Comparing Two DataFrames to Find Added, Removed, and Changed Rows in Spark Scala

Diffing two DataFrames — yesterday's snapshot against today's, or the output of a pipeline against an expected baseline — is one of the most useful patterns in Spark Scala. This tutorial walks through three approaches: exceptAll for full-row diffs, anti-joins for keyed adds and removes, and a full_outer join that classifies every row as ADDED, REMOVED, CHANGED, or UNCHANGED.

The Two Snapshots

Throughout this tutorial we'll diff two snapshots of a tiny product catalog. The before snapshot is yesterday's data; after is today's. Between the two, one product was removed, one was added, and one had its price drop.

val before = Seq(
  ("P001", "Wireless Mouse",      24.99),
  ("P002", "Mechanical Keyboard", 89.00),
  ("P003", "USB-C Hub",           34.50),
  ("P004", "Laptop Stand",        42.00),
).toDF("sku", "name", "price")

val after = Seq(
  ("P001", "Wireless Mouse",      24.99),
  ("P002", "Mechanical Keyboard", 79.00),
  ("P004", "Laptop Stand",        42.00),
  ("P005", "Webcam",              59.00),
).toDF("sku", "name", "price")

before.show(false)
// +----+-------------------+-----+
// |sku |name               |price|
// +----+-------------------+-----+
// |P001|Wireless Mouse     |24.99|
// |P002|Mechanical Keyboard|89.0 |
// |P003|USB-C Hub          |34.5 |
// |P004|Laptop Stand       |42.0 |
// +----+-------------------+-----+

after.show(false)
// +----+-------------------+-----+
// |sku |name               |price|
// +----+-------------------+-----+
// |P001|Wireless Mouse     |24.99|
// |P002|Mechanical Keyboard|79.0 |
// |P004|Laptop Stand       |42.0 |
// |P005|Webcam             |59.0 |
// +----+-------------------+-----+

The diff we want to find is:

P003 was removed
P005 was added
P002 changed (price 89.00 → 79.00)
P001 and P004 are unchanged

If you're new to creating small DataFrames inline like this, the toDF tutorial covers it in depth.

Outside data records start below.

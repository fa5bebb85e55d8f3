//! The `Coordinator` trait: atomic create/update/delete of one entity graph.
//!
//! A coordinator trusts its caller: form data arrives already validated (see
//! [`crate::validate`]) and is only inspected to route inserts. Every write
//! operation runs as a single storage transaction, inserting parents before
//! children and deleting children before parents.
//!
//! Concurrent updates of the same graph are last-writer-wins; there is no
//! version check.

use std::future::Future;

use uuid::Uuid;

use crate::{
  action::{ActionFormData, ActionGraph},
  error::Classify,
  goal::{GoalFormData, GoalGraph},
  measure::{Measure, MeasureFormData},
  ontology::EntityGraph,
  term::{TimePeriodFormData, TimePeriodGraph},
  value::{PersonalValue, ValueFormData},
};

/// Atomic graph operations for one entity family.
///
/// Lifecycle per graph: `nonexistent → created → [updated]* → deleted`.
pub trait Coordinator: Send + Sync {
  type Form: Send + 'static;
  type Graph: EntityGraph + Send + 'static;
  type Error: std::error::Error + Classify + Send + Sync + 'static;

  /// Insert the whole graph. On failure nothing is left behind.
  fn create(
    &self,
    form: Self::Form,
  ) -> impl Future<Output = Result<Self::Graph, Self::Error>> + Send + '_;

  /// Replace the mutable parts of the graph identified by `id`, keeping the
  /// abstraction's identifier and `log_time`. Fails with a not-found error if
  /// no such graph exists.
  fn update(
    &self,
    id: Uuid,
    form: Self::Form,
  ) -> impl Future<Output = Result<Self::Graph, Self::Error>> + Send + '_;

  /// Remove the graph in reverse dependency order. Fails with a not-found
  /// error if no such graph exists.
  fn delete(
    &self,
    id: Uuid,
  ) -> impl Future<Output = Result<(), Self::Error>> + Send + '_;

  /// Load one graph. Returns `None` if not found.
  fn fetch(
    &self,
    id: Uuid,
  ) -> impl Future<Output = Result<Option<Self::Graph>, Self::Error>> + Send + '_;

  /// Load every graph of the family, oldest first.
  fn list(&self) -> impl Future<Output = Result<Vec<Self::Graph>, Self::Error>> + Send + '_;
}

/// A backend able to hand out a coordinator for every family.
///
/// Higher layers (`telos-api`) depend on this abstraction, not on any
/// concrete backend.
pub trait Planner: Send + Sync {
  type Error: std::error::Error + Classify + Send + Sync + 'static;

  fn measures(
    &self,
  ) -> impl Coordinator<Form = MeasureFormData, Graph = Measure, Error = Self::Error>
  + Clone
  + 'static;

  fn values(
    &self,
  ) -> impl Coordinator<Form = ValueFormData, Graph = PersonalValue, Error = Self::Error>
  + Clone
  + 'static;

  fn terms(
    &self,
  ) -> impl Coordinator<Form = TimePeriodFormData, Graph = TimePeriodGraph, Error = Self::Error>
  + Clone
  + 'static;

  fn goals(
    &self,
  ) -> impl Coordinator<Form = GoalFormData, Graph = GoalGraph, Error = Self::Error>
  + Clone
  + 'static;

  fn actions(
    &self,
  ) -> impl Coordinator<Form = ActionFormData, Graph = ActionGraph, Error = Self::Error>
  + Clone
  + 'static;
}
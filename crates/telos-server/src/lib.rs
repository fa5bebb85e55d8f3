//! HTTP server wiring for Telos.
//!
//! Puts the JSON API from `telos-api` behind Basic auth and request tracing.
//! The binary in `main.rs` supplies configuration and a SQLite store.

pub mod auth;
pub mod error;

use std::{path::PathBuf, sync::Arc};

use axum::{Router, middleware};
use serde::Deserialize;
use telos_core::coordinator::Planner;
use tower_http::trace::TraceLayer;

use auth::{AuthConfig, require_auth};

// ─── Configuration ───────────────────────────────────────────────────────────

/// Runtime server configuration, deserialised from `config.toml` and
/// `TELOS_*` environment variables.
#[derive(Deserialize, Clone)]
pub struct ServerConfig {
  pub host:               String,
  pub port:               u16,
  pub store_path:         PathBuf,
  pub auth_username:      String,
  pub auth_password_hash: String,
}

impl ServerConfig {
  pub fn auth(&self) -> AuthConfig {
    AuthConfig {
      username:      self.auth_username.clone(),
      password_hash: self.auth_password_hash.clone(),
    }
  }
}

// ─── Router ──────────────────────────────────────────────────────────────────

/// Build the full application: `/api/*` over `planner`, authenticated and
/// traced.
pub fn app<P: Planner>(planner: &P, auth: AuthConfig) -> Router {
  Router::new()
    .nest("/api", telos_api::api_router(planner))
    .layer(middleware::from_fn_with_state(Arc::new(auth), require_auth))
    .layer(TraceLayer::new_for_http())
}

#[cfg(test)]
mod tests {
  use argon2::{Argon2, PasswordHasher, password_hash::SaltString};
  use axum::{
    body::Body,
    http::{Request, StatusCode, header},
  };
  use base64::{Engine as _, engine::general_purpose::STANDARD as B64};
  use rand_core::OsRng;
  use telos_store_sqlite::SqliteStore;
  use tower::ServiceExt as _;

  use super::*;

  async fn make_app(password: &str) -> Router {
    let store = SqliteStore::open_in_memory().await.unwrap();
    let salt = SaltString::generate(&mut OsRng);
    let hash = Argon2::default()
      .hash_password(password.as_bytes(), &salt)
      .unwrap()
      .to_string();
    app(&store, AuthConfig { username: "user".to_string(), password_hash: hash })
  }

  fn auth_header(user: &str, pass: &str) -> String {
    format!("Basic {}", B64.encode(format!("{user}:{pass}")))
  }

  #[tokio::test]
  async fn missing_credentials_get_401_with_challenge() {
    let app = make_app("secret").await;
    let req = Request::builder().uri("/api/goals").body(Body::empty()).unwrap();

    let resp = app.oneshot(req).await.unwrap();
    assert_eq!(resp.status(), StatusCode::UNAUTHORIZED);
    let challenge = resp.headers()[header::WWW_AUTHENTICATE].to_str().unwrap();
    assert!(challenge.starts_with("Basic"), "challenge: {challenge}");
  }

  #[tokio::test]
  async fn valid_credentials_reach_the_api() {
    let app = make_app("secret").await;
    let req = Request::builder()
      .uri("/api/goals")
      .header(header::AUTHORIZATION, auth_header("user", "secret"))
      .body(Body::empty())
      .unwrap();

    let resp = app.oneshot(req).await.unwrap();
    assert_eq!(resp.status(), StatusCode::OK);
    let bytes = axum::body::to_bytes(resp.into_body(), usize::MAX).await.unwrap();
    assert_eq!(&bytes[..], b"[]");
  }

  #[tokio::test]
  async fn wrong_password_is_rejected_before_any_write() {
    let app = make_app("secret").await;
    let req = Request::builder()
      .method("POST")
      .uri("/api/goals")
      .header(header::AUTHORIZATION, auth_header("user", "wrong"))
      .header(header::CONTENT_TYPE, "application/json")
      .body(Body::from(r#"{"title":"Run 100km"}"#))
      .unwrap();

    let resp = app.clone().oneshot(req).await.unwrap();
    assert_eq!(resp.status(), StatusCode::UNAUTHORIZED);

    let req = Request::builder()
      .uri("/api/goals")
      .header(header::AUTHORIZATION, auth_header("user", "secret"))
      .body(Body::empty())
      .unwrap();
    let resp = app.oneshot(req).await.unwrap();
    let bytes = axum::body::to_bytes(resp.into_body(), usize::MAX).await.unwrap();
    assert_eq!(&bytes[..], b"[]");
  }
}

Approach 1: Full-Row Diff with exceptAll

The simplest diff doesn't care about keys — it just asks "which rows are in one DataFrame but not the other?" That's exactly what exceptAll does. It returns every row in the left DataFrame that doesn't appear in the right.

val onlyInAfter  = after.exceptAll(before)
val onlyInBefore = before.exceptAll(after)

onlyInAfter.show(false)
// +----+-------------------+-----+
// |sku |name               |price|
// +----+-------------------+-----+
// |P005|Webcam             |59.0 |
// |P002|Mechanical Keyboard|79.0 |
// +----+-------------------+-----+

onlyInBefore.show(false)
// +----+-------------------+-----+
// |sku |name               |price|
// +----+-------------------+-----+
// |P003|USB-C Hub          |34.5 |
// |P002|Mechanical Keyboard|89.0 |
// +----+-------------------+-----+

exceptAll compares whole rows. P002 shows up in both result sets — the old price row is in before but not after, and the new price row is in after but not before. That's accurate but not always what you want: a single logical "changed" record is split across two outputs, and you have to reconcile them yourself if you want to label it as a change rather than a remove-plus-add.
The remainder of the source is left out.